• _What to produce_: Repeat every record exactly.
Dataset records Start Marker
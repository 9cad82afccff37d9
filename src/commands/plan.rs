use clap::Args;

use super::{parse_date, print_meals, OutputFormat};
use crate::db::CalendarStore;
use crate::models::SwapMode;
use crate::planner::Planner;

/// Exchange meals between two planned days
#[derive(Args)]
pub struct SwapCommand {
    /// First date (YYYY-MM-DD)
    pub first: String,

    /// Second date (YYYY-MM-DD)
    pub second: String,

    /// Slots to exchange (all, lunch, lunch_1, lunch_2, dinner)
    #[arg(long, short, default_value = "all")]
    pub mode: String,

    /// Output format
    #[arg(long, short, value_enum, default_value = "text")]
    pub format: OutputFormat,
}

impl SwapCommand {
    pub async fn run<S: CalendarStore>(
        &self,
        planner: &Planner<S>,
    ) -> Result<(), Box<dyn std::error::Error>> {
        let first = parse_date(&self.first)?;
        let second = parse_date(&self.second)?;
        let mode: SwapMode = self.mode.parse().map_err(|e: String| e)?;

        let (a, b) = planner.swap(first, second, mode).await?;
        print_meals(&[a, b], &self.format)
    }
}

/// Push a day's meals forward, moving later meals along
#[derive(Args)]
pub struct ShiftCommand {
    /// Date to shift from (YYYY-MM-DD)
    pub date: String,

    /// Slots to shift (all, lunch, lunch_1, lunch_2, dinner)
    #[arg(long, short, default_value = "all")]
    pub mode: String,

    /// Output format
    #[arg(long, short, value_enum, default_value = "text")]
    pub format: OutputFormat,
}

impl ShiftCommand {
    pub async fn run<S: CalendarStore>(
        &self,
        planner: &Planner<S>,
    ) -> Result<(), Box<dyn std::error::Error>> {
        let date = parse_date(&self.date)?;
        let mode: SwapMode = self.mode.parse().map_err(|e: String| e)?;

        let touched = planner.shift(date, mode).await?;
        if touched.is_empty() {
            if let OutputFormat::Text = self.format {
                println!("No meals planned for {}, nothing to shift", date);
                return Ok(());
            }
        }
        print_meals(&touched, &self.format)
    }
}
Dataset records End Marker
• _Solution to this problem_:
repository 9cad82afccff37d9
filename src/commands/plan.rs
use clap::Args;

use super::{parse_date, print_meals, OutputFormat};
use crate::db::CalendarStore;
use crate::models::SwapMode;
use crate::planner::Planner;

/// Exchange meals between two planned days
#[derive(Args)]
pub struct SwapCommand {
    /// First date (YYYY-MM-DD)
    pub first: String,

    /// Second date (YYYY-MM-DD)
    pub second: String,

    /// Slots to exchange (all, lunch, lunch_1, lunch_2, dinner)
    #[arg(long, short, default_value = "all")]
    pub mode: String,

    /// Output format
    #[arg(long, short, value_enum, default_value = "text")]
    pub format: OutputFormat,
}

impl SwapCommand {
    pub async fn run<S: CalendarStore>(
        &self,
        planner: &Planner<S>,
    ) -> Result<(), Box<dyn std::error::Error>> {
        let first = parse_date(&self.first)?;
        let second = parse_date(&self.second)?;
        let mode: SwapMode = self.mode.parse().map_err(|e: String| e)?;

        let (a, b) = planner.swap(first, second, mode).await?;
        print_meals(&[a, b], &self.format)
    }
}

/// Push a day's meals forward, moving later meals along
#[derive(Args)]
pub struct ShiftCommand {
    /// Date to shift from (YYYY-MM-DD)
    pub date: String,

    /// Slots to shift (all, lunch, lunch_1, lunch_2, dinner)
    #[arg(long, short, default_value = "all")]
    pub mode: String,

    /// Output format
    #[arg(long, short, value_enum, default_value = "text")]
    pub format: OutputFormat,
}

impl ShiftCommand {
    pub async fn run<S: CalendarStore>(
        &self,
        planner: &Planner<S>,
    ) -> Result<(), Box<dyn std::error::Error>> {
        let date = parse_date(&self.date)?;
        let mode: SwapMode = self.mode.parse().map_err(|e: String| e)?;

        let touched = planner.shift(date, mode).await?;
        if touched.is_empty() {
            if let OutputFormat::Text = self.format {
                println!("No meals planned for {}, nothing to shift", date);
                return Ok(());
            }
        }
        print_meals(&touched, &self.format)
    }
}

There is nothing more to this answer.